● **THE DATA**:
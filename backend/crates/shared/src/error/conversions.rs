//! Error conversions - From implementations for common error types
//!
//! Provides automatic conversion from common error types to [`AppError`].

use super::app_error::AppError;

// ============================================================================
// serde_json conversions
// ============================================================================

impl From<serde_json::Error> for AppError {
    fn from(err: serde_json::Error) -> Self {
        if err.is_syntax() || err.is_data() {
            AppError::bad_request(format!("JSON parse error: {}", err)).with_source(err)
        } else {
            AppError::internal("JSON serialization error").with_source(err)
        }
    }
}

// ============================================================================
// SQLx conversions (feature-gated)
// ============================================================================

#[cfg(feature = "sqlx")]
impl From<sqlx::Error> for AppError {
    fn from(err: sqlx::Error) -> Self {
        match &err {
            sqlx::Error::RowNotFound => AppError::not_found("Record not found").with_source(err),
            sqlx::Error::PoolTimedOut | sqlx::Error::Io(_) => {
                AppError::service_unavailable("Database unavailable").with_source(err)
            }
            sqlx::Error::Database(db_err) => {
                // https://www.postgresql.org/docs/current/errcodes-appendix.html
                let app_err = match db_err.code().as_deref() {
                    Some("23505") => AppError::conflict("Duplicate key value"),
                    Some("53000" | "53100" | "53200" | "53300") => {
                        AppError::service_unavailable("Database resource exhausted")
                    }
                    Some("57000" | "57014" | "57P01" | "57P02" | "57P03") => {
                        AppError::service_unavailable("Database unavailable")
                    }
                    _ => AppError::internal("Database error"),
                };
                app_err.with_source(err)
            }
            _ => AppError::internal("Database error").with_source(err),
        }
    }
}

// ============================================================================
// Axum conversions (feature-gated)
// ============================================================================

#[cfg(feature = "axum")]
impl axum::response::IntoResponse for AppError {
    fn into_response(self) -> axum::response::Response {
        use axum::Json;
        use axum::http::{StatusCode, header};

        let status =
            StatusCode::from_u16(self.status_code()).unwrap_or(StatusCode::INTERNAL_SERVER_ERROR);

        (
            status,
            [(header::CONTENT_TYPE, "application/problem+json")],
            Json(self.problem_body()),
        )
            .into_response()
    }
}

● **WORK ORDER**:
Go through the listing and write out each line exactly.

● **SOLUTION FOR THIS TASK**:
filename backend/crates/shared/src/error/conversions.rs
//! Error conversions - From implementations for common error types
//!
//! Provides automatic conversion from common error types to [`AppError`].

use super::app_error::AppError;

// ============================================================================
// serde_json conversions
// ============================================================================

impl From<serde_json::Error> for AppError {
    fn from(err: serde_json::Error) -> Self {
        if err.is_syntax() || err.is_data() {
            AppError::bad_request(format!("JSON parse error: {}", err)).with_source(err)
        } else {
            AppError::internal("JSON serialization error").with_source(err)
        }
    }
}

// ============================================================================
// SQLx conversions (feature-gated)
// ============================================================================

#[cfg(feature = "sqlx")]
impl From<sqlx::Error> for AppError {
    fn from(err: sqlx::Error) -> Self {
        match &err {
            sqlx::Error::RowNotFound => AppError::not_found("Record not found").with_source(err),
            sqlx::Error::PoolTimedOut | sqlx::Error::Io(_) => {
                AppError::service_unavailable("Database unavailable").with_source(err)
            }
            sqlx::Error::Database(db_err) => {
                // https://www.postgresql.org/docs/current/errcodes-appendix.html
                let app_err = match db_err.code().as_deref() {
                    Some("23505") => AppError::conflict("Duplicate key value"),
                    Some("53000" | "53100" | "53200" | "53300") => {
                        AppError::service_unavailable("Database resource exhausted")
                    }
                    Some("57000" | "57014" | "57P01" | "57P02" | "57P03") => {
                        AppError::service_unavailable("Database unavailable")
                    }
                    _ => AppError::internal("Database error"),
                };
                app_err.with_source(err)
            }
            _ => AppError::internal("Database error").with_source(err),
        }
    }
}

// ============================================================================
// Axum conversions (feature-gated)
// ============================================================================

#[cfg(feature = "axum")]
impl axum::response::IntoResponse for AppError {
    fn into_response(self) -> axum::response::Response {
        use axum::Json;
        use axum::http::{StatusCode, header};

        let status =
            StatusCode::from_u16(self.status_code()).unwrap_or(StatusCode::INTERNAL_SERVER_ERROR);

        (
            status,
            [(header::CONTENT_TYPE, "application/problem+json")],
            Json(self.problem_body()),
        )
            .into_response()
    }
}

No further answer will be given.